The Manx cat’s short tail is caused by an incomplete dominant gene, so kittens in their litters can be born with varying tail lengths, ranging from longer to shorter to no appendage at all. Plus, Manx cats carry one gene for a full tail, and one for taillessness, so when they mate they sometimes give birth to babies that look like your ordinary, run-of-the-mill cat.

In comparison, while American Bobtail litters sometimes yield babies with full-length tails, they’re almost never completely tailless. Instead, they’re usually one-third to half the length of a normal tail. The American Bobtail is typically healthy—but if it’s born with a too-short tail, it can sometimes have problems controlling its defecation.  

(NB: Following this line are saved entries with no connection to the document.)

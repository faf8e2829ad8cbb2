#![allow(dead_code)]

use proptest::prelude::*;

use distill_core::TimeUnit;

pub fn time_unit_strategy() -> impl Strategy<Value = TimeUnit> {
    prop_oneof![
        Just(TimeUnit::Seconds),
        Just(TimeUnit::Minutes),
        Just(TimeUnit::Hours),
        Just(TimeUnit::Days),
    ]
}

/// Interval value and unit, kept under a year
pub fn interval_strategy() -> impl Strategy<Value = (u64, TimeUnit)> {
    (1u64..=365, time_unit_strategy()).prop_map(|(value, unit)| match unit {
        TimeUnit::Seconds => (value * 60, unit),
        _ => (value, unit),
    })
}

/// Elapsed seconds, up to ten years
pub fn elapsed_seconds_strategy() -> impl Strategy<Value = i64> {
    0i64..=315_360_000
}

/// Titles mixing ASCII and multi-byte characters
pub fn title_strategy() -> impl Strategy<Value = String> {
    "[a-zA-Z0-9 éüß漢字🙂\"]{0,400}"
}
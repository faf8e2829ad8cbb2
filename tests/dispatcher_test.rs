//! End-to-end routing through a fully wired runtime

mod common;

use std::sync::Arc;
use std::time::Duration;

use serde_json::json;

use common::*;
use distill_core::config::{Catalog, ChuteDefaults, DistillConfig};
use distill_core::constants::{events, routing};
use distill_core::dispatch::{DispatchOutcome, DropReason};
use distill_core::distilleries::Distillery;
use distill_core::messaging::{InMemoryQueueService, QueueService};
use distill_core::monitors::{Monitor, MonitorStatus};
use distill_core::sieves::{FieldRule, Operator, Sieve};
use distill_core::sifter::Chute;
use distill_core::watchdogs::{Trigger, Watchdog};
use distill_core::{AlertLevel, Runtime, ShutdownSignal, TimeUnit};

const MAIL: &str = "elasticsearch.cyphon.mail";
const LOGS: &str = "elasticsearch.cyphon.logs";

fn catalog() -> Catalog {
    let urgent = Sieve::all(vec![FieldRule::new("subject", Operator::Contains, json!("urgent"))]);
    let auth = Sieve::all(vec![FieldRule::new(
        "message",
        Operator::Contains,
        json!("authentication failure"),
    )]);

    Catalog {
        distilleries: vec![
            Distillery::new(MAIL).with_categories(["mail"]),
            Distillery::new(LOGS).with_categories(["logs"]),
        ],
        log_chutes: vec![Chute::new(LOGS).with_name("auth").with_sieve(auth)],
        data_chutes: vec![Chute::new(MAIL).with_platform("imap")],
        watchdogs: vec![Watchdog::new("mail_watch", vec![Trigger::new(0, AlertLevel::High, urgent)])
            .with_categories(["mail"])],
        monitors: vec![Monitor::new("mail_health", vec![MAIL.to_string()], 5, TimeUnit::Minutes)],
    }
}

fn runtime() -> (Runtime, Arc<InMemoryQueueService>) {
    let mut config = DistillConfig::default();
    config.sweep.enabled = false;
    config.consumers.polling_interval_ms = 10;
    config.sifter.log = ChuteDefaults {
        default_distillery: Some(LOGS.to_string()),
        default_enabled: false,
    };
    let queue = Arc::new(InMemoryQueueService::new());
    (Runtime::build(&config, catalog(), queue.clone()), queue)
}

#[tokio::test]
async fn test_undecodable_message_is_logged_with_body_and_dropped() {
    let (runtime, _) = runtime();
    let capture = LogCapture::new();
    let _guard = capture.install();

    let outcome = runtime
        .dispatcher
        .dispatch(routing::WATCHDOGS, b"not json at all")
        .await;

    assert!(matches!(outcome, DispatchOutcome::Dropped(DropReason::Decode(_))));
    assert!(capture.contains("An error occurred while processing the message"));
    assert!(capture.contains("not json at all"));
}

#[tokio::test]
async fn test_unroutable_key_is_logged_and_dropped() {
    let (runtime, _) = runtime();
    let capture = LogCapture::new();
    let _guard = capture.install();
    let mut receiver = runtime.publisher.subscribe();

    let outcome = runtime
        .dispatcher
        .dispatch("bogus", &message_body("1", json!({"marker": "unroutable-4411"})))
        .await;

    assert_eq!(outcome, DispatchOutcome::Dropped(DropReason::Unroutable("bogus".to_string())));
    assert!(capture.contains("Dropping message with unknown routing key"));
    assert!(capture.contains("unroutable-4411"));

    let event = receiver.recv().await.unwrap();
    assert_eq!(event.name, events::MESSAGE_DROPPED);
    assert_eq!(event.context["reason"], "unroutable_key");
}

#[tokio::test]
async fn test_processor_failure_is_logged_with_body_and_dropped() {
    let (runtime, _) = runtime();
    let capture = LogCapture::new();
    let _guard = capture.install();

    // the monitor processor needs a collection
    let outcome = runtime
        .dispatcher
        .dispatch(routing::MONITORS, br#"{"@uuid": "9", "marker": "sentinel-7731"}"#)
        .await;

    match outcome {
        DispatchOutcome::Dropped(DropReason::ProcessorFailure { processor, .. }) => {
            assert_eq!(processor, "MonitorProcessor");
        }
        other => panic!("expected a processor failure, got {other:?}"),
    }
    assert!(capture.contains("MonitorProcessor failed"));
    assert!(capture.contains("sentinel-7731"));
}

#[tokio::test]
async fn test_monitor_message_heartbeats() {
    let (runtime, _) = runtime();
    let body = serde_json::to_vec(&json!({"@uuid": "5", "collection": MAIL})).unwrap();

    let outcome = runtime.dispatcher.dispatch(routing::MONITORS, &body).await;

    assert_eq!(outcome, DispatchOutcome::Processed { processor: "MonitorProcessor" });
    let monitor = runtime.monitors.snapshot("mail_health").unwrap();
    assert_eq!(monitor.status(), MonitorStatus::Green);
    assert_eq!(monitor.state().last_saved_doc.as_deref(), Some("5"));
    assert!(monitor.state().last_healthy.is_some());
}

#[tokio::test]
async fn test_watchdog_message_raises_alert() {
    let (runtime, _) = runtime();
    let body = serde_json::to_vec(&json!({
        "@uuid": "7",
        "collection": MAIL,
        "subject": "urgent: wire transfer",
        "title": "urgent: wire transfer",
    }))
    .unwrap();

    let outcome = runtime.dispatcher.dispatch(routing::WATCHDOGS, &body).await;

    assert!(outcome.is_processed());
    let alerts = runtime.alerts.alerts();
    assert_eq!(alerts.len(), 1);
    assert_eq!(alerts[0].level, AlertLevel::High);
    assert_eq!(alerts[0].display_title(), "urgent: wire transfer");
    assert_eq!(alerts[0].doc_id.as_deref(), Some("7"));
}

#[tokio::test]
async fn test_data_chute_saves_and_notifies_listeners() {
    let (runtime, _) = runtime();
    let body = serde_json::to_vec(&json!({
        "@uuid": "raw-1",
        "collection": "mongodb.imap.raw",
        "subject": "urgent: call me",
    }))
    .unwrap();

    let outcome = runtime.dispatcher.dispatch(routing::DATACHUTES, &body).await;

    assert_eq!(outcome, DispatchOutcome::Processed { processor: "DataProcessor" });

    let saved = runtime.documents.documents_in(MAIL);
    assert_eq!(saved.len(), 1);
    assert_eq!(saved[0]["_platform"], "imap");
    assert_eq!(saved[0]["_distillery"], MAIL);
    assert_eq!(saved[0]["_raw_data"]["doc_id"], "raw-1");

    // saving into the mail distillery is activity for its monitor and
    // input for its watchdog
    let monitor = runtime.monitors.snapshot("mail_health").unwrap();
    assert_eq!(monitor.state().last_active_distillery.as_deref(), Some(MAIL));
    assert_eq!(runtime.alerts.count(), 1);
}

#[tokio::test]
async fn test_log_chute_without_match_and_disabled_default_saves_nothing() {
    let (runtime, _) = runtime();
    let body = serde_json::to_vec(&json!({"message": "all good"})).unwrap();

    let outcome = runtime.dispatcher.dispatch(routing::LOGCHUTES, &body).await;

    assert!(outcome.is_processed());
    assert!(runtime.documents.documents_in(LOGS).is_empty());
}

#[tokio::test]
async fn test_consumers_drain_queue_and_ack_everything() {
    let (runtime, queue) = runtime();
    let shutdown = ShutdownSignal::new();
    let handles = runtime
        .consumer
        .create_consumers(routing::MONITORS, 2, &shutdown)
        .await
        .unwrap();

    let good = serde_json::to_vec(&json!({"@uuid": "11", "collection": MAIL})).unwrap();
    queue.publish(routing::MONITORS, &good).await.unwrap();
    queue.publish(routing::MONITORS, b"{broken").await.unwrap();
    queue.publish(routing::MONITORS, &good).await.unwrap();

    let drained = tokio::time::timeout(Duration::from_secs(2), async {
        while queue.acked_count(routing::MONITORS).await < 3 {
            tokio::time::sleep(Duration::from_millis(5)).await;
        }
    })
    .await;
    assert!(drained.is_ok(), "queue was not drained");

    shutdown.trigger();
    for handle in handles {
        handle.await.unwrap();
    }

    assert_eq!(queue.queue_length(routing::MONITORS).await, 0);
    assert_eq!(queue.nacked_count(routing::MONITORS).await, 0);
    assert_eq!(
        runtime.monitors.snapshot("mail_health").unwrap().status(),
        MonitorStatus::Green
    );
}

#[tokio::test]
async fn test_runtime_start_and_shutdown() {
    let (runtime, queue) = runtime();
    let shutdown = ShutdownSignal::new();

    let handles = runtime.start(&shutdown).await.unwrap();
    assert_eq!(handles.len(), routing::ALL.len());

    // every queue was declared, so publishing succeeds on each key
    let body = serde_json::to_vec(&json!({"@uuid": "21", "collection": MAIL})).unwrap();
    for key in routing::ALL {
        queue.publish(key, &body).await.unwrap();
    }
    let drained = tokio::time::timeout(Duration::from_secs(2), async {
        while queue.acked_count(routing::MONITORS).await < 1 {
            tokio::time::sleep(Duration::from_millis(5)).await;
        }
    })
    .await;
    assert!(drained.is_ok(), "monitor queue was not consumed");

    shutdown.trigger();
    for handle in handles {
        tokio::time::timeout(Duration::from_secs(2), handle)
            .await
            .expect("worker stops")
            .unwrap();
    }
}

3. THE AMERICAN BOBTAIL COMES IN A VARIETY OF COLORS AND PATTERNS.

The American Bobtail’s most noticeable feature is its tail. It’s broad at the base, and typically ranges in length from one to four inches. Generally, the appendage is just long enough to be visible above the cat’s back when it stands up. Tails can be curved, kinked, twisted, or nearly straight. No two are exactly alike, and no one type is preferred—although Bobtails with a lack of tail, full-length tail, or docked tail are automatically disqualified in cat shows.

As for the rest of its appearance, the American Bobtail is a large, muscular cat with a broad, wedged face and long hind legs. Typically, it weighs anywhere from seven to 16 pounds. The breed boasts a variety of eye colors, fur shades, and patterns, but cat show judges often give extra points to American Bobtails that resemble their wild-looking ancestors. Bobtails can have dense, short fur or long, slightly shaggy fur [PDF].

4. THE AMERICAN BOBTAIL IS A RARE (AND EXPENSIVE) BREED.

Since major cat fanciers’ associations only recently accepted the American Bobtail, it’s still pretty rare. In 2015, the CFA examined the prior year's registration statistics and listed the Bobtail to be the 37th most popular cat in America out of 43 recognized breeds. Understandably, since the American Bobtail is so scarce, it’s also expensive. Prices range from breeder to breeder, but commonly fall anywhere from several hundred dollars to more than $1000.

5. AMERICAN BOBTAILS ARE GREAT COMPANIONS FOR HUMANS.

American Bobtail cats are said to have playful, dog-like personalities. According to some reports, they’re so patient and laid-back that long-haul truckers have used the cats as cabin companions, and psychotherapists have integrated them into their treatment sessions. We haven’t found any direct evidence to support these claims—but they do underscore the fact that the American Bobtail is typically considered to be a great companion for humans.